§ Instructions to follow
Reproduce the whole listing exactly.

§ Dataset entries
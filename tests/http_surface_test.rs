// ABOUTME: Tests for the ambient HTTP surface and the protocol-error paths of
// ABOUTME: `/register`, `/authorize`, and `/token` that the happy-path flow never exercises

mod common;

use axum::http::StatusCode;
use common::{form_post, get, json_post, location_of, query_param, spawn};

const REDIRECT_URI: &str = "https://client.example.test/callback";

#[tokio::test]
async fn healthz_reports_ok() {
    let server = spawn().await;
    let resp = get(&server.router, "/healthz").await;
    assert_eq!(resp.status(), StatusCode::OK);
}

#[tokio::test]
async fn discovery_document_advertises_the_expected_endpoints() {
    let server = spawn().await;
    let resp = get(&server.router, "/.well-known/oauth-authorization-server").await;
    assert_eq!(resp.status(), StatusCode::OK);
    let body = common::body_json(resp).await;
    assert_eq!(body["issuer"], "https://auth.example.test");
    assert_eq!(body["authorization_endpoint"], "https://auth.example.test/authorize");
    assert_eq!(body["token_endpoint"], "https://auth.example.test/token");
    assert_eq!(body["registration_endpoint"], "https://auth.example.test/register");
    assert_eq!(body["revocation_endpoint"], "https://auth.example.test/revoke");
    let methods = body["code_challenge_methods_supported"].as_array().unwrap();
    assert!(methods.iter().any(|m| m == "S256"));
    assert!(methods.iter().any(|m| m == "plain"));
}

#[tokio::test]
async fn registration_rejects_empty_redirect_uris() {
    let server = spawn().await;
    let (status, body) = json_post(
        &server.router,
        "/register",
        serde_json::json!({ "client_name": "broken", "redirect_uris": [] }),
    )
    .await;
    assert_eq!(status, StatusCode::BAD_REQUEST);
    assert_eq!(body["error"], "invalid_request");
}

#[tokio::test]
async fn registration_rejects_non_http_redirect_uris() {
    let server = spawn().await;
    let (status, body) = json_post(
        &server.router,
        "/register",
        serde_json::json!({ "client_name": "broken", "redirect_uris": ["javascript:alert(1)"] }),
    )
    .await;
    assert_eq!(status, StatusCode::BAD_REQUEST);
    assert_eq!(body["error"], "invalid_request");
}

#[tokio::test]
async fn registration_rejects_unknown_scope() {
    let server = spawn().await;
    let (status, body) = json_post(
        &server.router,
        "/register",
        serde_json::json!({
            "client_name": "broken",
            "redirect_uris": [REDIRECT_URI],
            "scope": "read nonsense",
        }),
    )
    .await;
    assert_eq!(status, StatusCode::BAD_REQUEST);
    assert_eq!(body["error"], "invalid_scope");
}

#[tokio::test]
async fn authorize_with_unknown_client_renders_an_error_page_not_a_redirect() {
    let server = spawn().await;
    let resp = get(
        &server.router,
        &format!(
            "/authorize?response_type=code&client_id=does-not-exist&redirect_uri={}&code_challenge=abc&code_challenge_method=S256",
            urlencoding::encode(REDIRECT_URI)
        ),
    )
    .await;
    // Pre-redirect_uri-validation failures must never bounce back to an attacker-supplied URI.
    assert_eq!(resp.status(), StatusCode::BAD_REQUEST);
    assert!(resp.headers().get("location").is_none());
}

#[tokio::test]
async fn authorize_with_unregistered_redirect_uri_renders_an_error_page() {
    let server = spawn().await;
    let (_status, body) = json_post(
        &server.router,
        "/register",
        serde_json::json!({ "client_name": "c", "redirect_uris": [REDIRECT_URI] }),
    )
    .await;
    let client_id = body["client_id"].as_str().unwrap();

    let resp = get(
        &server.router,
        &format!(
            "/authorize?response_type=code&client_id={client_id}&redirect_uri={}&code_challenge=abc&code_challenge_method=S256",
            urlencoding::encode("https://evil.example.test/callback")
        ),
    )
    .await;
    assert_eq!(resp.status(), StatusCode::BAD_REQUEST);
    assert!(resp.headers().get("location").is_none());
}

#[tokio::test]
async fn authorize_missing_code_challenge_redirects_with_invalid_request() {
    let server = spawn().await;
    let (_status, body) = json_post(
        &server.router,
        "/register",
        serde_json::json!({ "client_name": "c", "redirect_uris": [REDIRECT_URI] }),
    )
    .await;
    let client_id = body["client_id"].as_str().unwrap();

    // redirect_uri IS registered, so this failure must bounce back as a redirect, not a page.
    let resp = get(
        &server.router,
        &format!(
            "/authorize?response_type=code&client_id={client_id}&redirect_uri={}",
            urlencoding::encode(REDIRECT_URI)
        ),
    )
    .await;
    assert_eq!(resp.status(), StatusCode::SEE_OTHER);
    let redirect = location_of(&resp);
    assert!(redirect.starts_with(REDIRECT_URI));
    assert_eq!(query_param(&redirect, "error").as_deref(), Some("invalid_request"));
}

#[tokio::test]
async fn token_endpoint_rejects_unsupported_grant_type() {
    let server = spawn().await;
    let (_status, body) = json_post(
        &server.router,
        "/register",
        serde_json::json!({ "client_name": "c", "redirect_uris": [REDIRECT_URI] }),
    )
    .await;
    let client_id = body["client_id"].as_str().unwrap().to_owned();

    let resp = form_post(
        &server.router,
        "/token",
        &[("grant_type", "client_credentials"), ("client_id", &client_id)],
    )
    .await;
    assert_eq!(resp.status(), StatusCode::BAD_REQUEST);
    let body = common::body_json(resp).await;
    assert_eq!(body["error"], "unauthorized_client");
}

#[tokio::test]
async fn token_endpoint_rejects_unknown_client() {
    let server = spawn().await;
    let resp = form_post(
        &server.router,
        "/token",
        &[
            ("grant_type", "authorization_code"),
            ("client_id", "does-not-exist"),
            ("code", "whatever"),
            ("redirect_uri", REDIRECT_URI),
            ("code_verifier", &"x".repeat(43)),
        ],
    )
    .await;
    assert_eq!(resp.status(), StatusCode::BAD_REQUEST);
    let body = common::body_json(resp).await;
    assert_eq!(body["error"], "invalid_client");
}

#[tokio::test]
async fn revoke_is_always_200_even_for_unknown_tokens() {
    let server = spawn().await;
    let resp = form_post(&server.router, "/revoke", &[("token", "never-issued")]).await;
    assert_eq!(resp.status(), StatusCode::OK);
}

#[tokio::test]
async fn unconfigured_provider_callback_path_returns_not_found() {
    let server = spawn().await;
    // This test server runs the local ("custom") adapter; /oauth/google/callback must 404.
    let resp = get(&server.router, "/oauth/google/callback?state=abc&code=xyz").await;
    assert_eq!(resp.status(), StatusCode::NOT_FOUND);
}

§ Reply to the task
filename tests/http_surface_test.rs
// ABOUTME: Tests for the ambient HTTP surface and the protocol-error paths of
// ABOUTME: `/register`, `/authorize`, and `/token` that the happy-path flow never exercises

mod common;

use axum::http::StatusCode;
use common::{form_post, get, json_post, location_of, query_param, spawn};

const REDIRECT_URI: &str = "https://client.example.test/callback";

#[tokio::test]
async fn healthz_reports_ok() {
    let server = spawn().await;
    let resp = get(&server.router, "/healthz").await;
    assert_eq!(resp.status(), StatusCode::OK);
}

#[tokio::test]
async fn discovery_document_advertises_the_expected_endpoints() {
    let server = spawn().await;
    let resp = get(&server.router, "/.well-known/oauth-authorization-server").await;
    assert_eq!(resp.status(), StatusCode::OK);
    let body = common::body_json(resp).await;
    assert_eq!(body["issuer"], "https://auth.example.test");
    assert_eq!(body["authorization_endpoint"], "https://auth.example.test/authorize");
    assert_eq!(body["token_endpoint"], "https://auth.example.test/token");
    assert_eq!(body["registration_endpoint"], "https://auth.example.test/register");
    assert_eq!(body["revocation_endpoint"], "https://auth.example.test/revoke");
    let methods = body["code_challenge_methods_supported"].as_array().unwrap();
    assert!(methods.iter().any(|m| m == "S256"));
    assert!(methods.iter().any(|m| m == "plain"));
}

#[tokio::test]
async fn registration_rejects_empty_redirect_uris() {
    let server = spawn().await;
    let (status, body) = json_post(
        &server.router,
        "/register",
        serde_json::json!({ "client_name": "broken", "redirect_uris": [] }),
    )
    .await;
    assert_eq!(status, StatusCode::BAD_REQUEST);
    assert_eq!(body["error"], "invalid_request");
}

#[tokio::test]
async fn registration_rejects_non_http_redirect_uris() {
    let server = spawn().await;
    let (status, body) = json_post(
        &server.router,
        "/register",
        serde_json::json!({ "client_name": "broken", "redirect_uris": ["javascript:alert(1)"] }),
    )
    .await;
    assert_eq!(status, StatusCode::BAD_REQUEST);
    assert_eq!(body["error"], "invalid_request");
}

#[tokio::test]
async fn registration_rejects_unknown_scope() {
    let server = spawn().await;
    let (status, body) = json_post(
        &server.router,
        "/register",
        serde_json::json!({
            "client_name": "broken",
            "redirect_uris": [REDIRECT_URI],
            "scope": "read nonsense",
        }),
    )
    .await;
    assert_eq!(status, StatusCode::BAD_REQUEST);
    assert_eq!(body["error"], "invalid_scope");
}

#[tokio::test]
async fn authorize_with_unknown_client_renders_an_error_page_not_a_redirect() {
    let server = spawn().await;
    let resp = get(
        &server.router,
        &format!(
            "/authorize?response_type=code&client_id=does-not-exist&redirect_uri={}&code_challenge=abc&code_challenge_method=S256",
            urlencoding::encode(REDIRECT_URI)
        ),
    )
    .await;
    // Pre-redirect_uri-validation failures must never bounce back to an attacker-supplied URI.
    assert_eq!(resp.status(), StatusCode::BAD_REQUEST);
    assert!(resp.headers().get("location").is_none());
}

#[tokio::test]
async fn authorize_with_unregistered_redirect_uri_renders_an_error_page() {
    let server = spawn().await;
    let (_status, body) = json_post(
        &server.router,
        "/register",
        serde_json::json!({ "client_name": "c", "redirect_uris": [REDIRECT_URI] }),
    )
    .await;
    let client_id = body["client_id"].as_str().unwrap();

    let resp = get(
        &server.router,
        &format!(
            "/authorize?response_type=code&client_id={client_id}&redirect_uri={}&code_challenge=abc&code_challenge_method=S256",
            urlencoding::encode("https://evil.example.test/callback")
        ),
    )
    .await;
    assert_eq!(resp.status(), StatusCode::BAD_REQUEST);
    assert!(resp.headers().get("location").is_none());
}

#[tokio::test]
async fn authorize_missing_code_challenge_redirects_with_invalid_request() {
    let server = spawn().await;
    let (_status, body) = json_post(
        &server.router,
        "/register",
        serde_json::json!({ "client_name": "c", "redirect_uris": [REDIRECT_URI] }),
    )
    .await;
    let client_id = body["client_id"].as_str().unwrap();

    // redirect_uri IS registered, so this failure must bounce back as a redirect, not a page.
    let resp = get(
        &server.router,
        &format!(
            "/authorize?response_type=code&client_id={client_id}&redirect_uri={}",
            urlencoding::encode(REDIRECT_URI)
        ),
    )
    .await;
    assert_eq!(resp.status(), StatusCode::SEE_OTHER);
    let redirect = location_of(&resp);
    assert!(redirect.starts_with(REDIRECT_URI));
    assert_eq!(query_param(&redirect, "error").as_deref(), Some("invalid_request"));
}

#[tokio::test]
async fn token_endpoint_rejects_unsupported_grant_type() {
    let server = spawn().await;
    let (_status, body) = json_post(
        &server.router,
        "/register",
        serde_json::json!({ "client_name": "c", "redirect_uris": [REDIRECT_URI] }),
    )
    .await;
    let client_id = body["client_id"].as_str().unwrap().to_owned();

    let resp = form_post(
        &server.router,
        "/token",
        &[("grant_type", "client_credentials"), ("client_id", &client_id)],
    )
    .await;
    assert_eq!(resp.status(), StatusCode::BAD_REQUEST);
    let body = common::body_json(resp).await;
    assert_eq!(body["error"], "unauthorized_client");
}

#[tokio::test]
async fn token_endpoint_rejects_unknown_client() {
    let server = spawn().await;
    let resp = form_post(
        &server.router,
        "/token",
        &[
            ("grant_type", "authorization_code"),
            ("client_id", "does-not-exist"),
            ("code", "whatever"),
            ("redirect_uri", REDIRECT_URI),
            ("code_verifier", &"x".repeat(43)),
        ],
    )
    .await;
    assert_eq!(resp.status(), StatusCode::BAD_REQUEST);
    let body = common::body_json(resp).await;
    assert_eq!(body["error"], "invalid_client");
}

#[tokio::test]
async fn revoke_is_always_200_even_for_unknown_tokens() {
    let server = spawn().await;
    let resp = form_post(&server.router, "/revoke", &[("token", "never-issued")]).await;
    assert_eq!(resp.status(), StatusCode::OK);
}

#[tokio::test]
async fn unconfigured_provider_callback_path_returns_not_found() {
    let server = spawn().await;
    // This test server runs the local ("custom") adapter; /oauth/google/callback must 404.
    let resp = get(&server.router, "/oauth/google/callback?state=abc&code=xyz").await;
    assert_eq!(resp.status(), StatusCode::NOT_FOUND);
}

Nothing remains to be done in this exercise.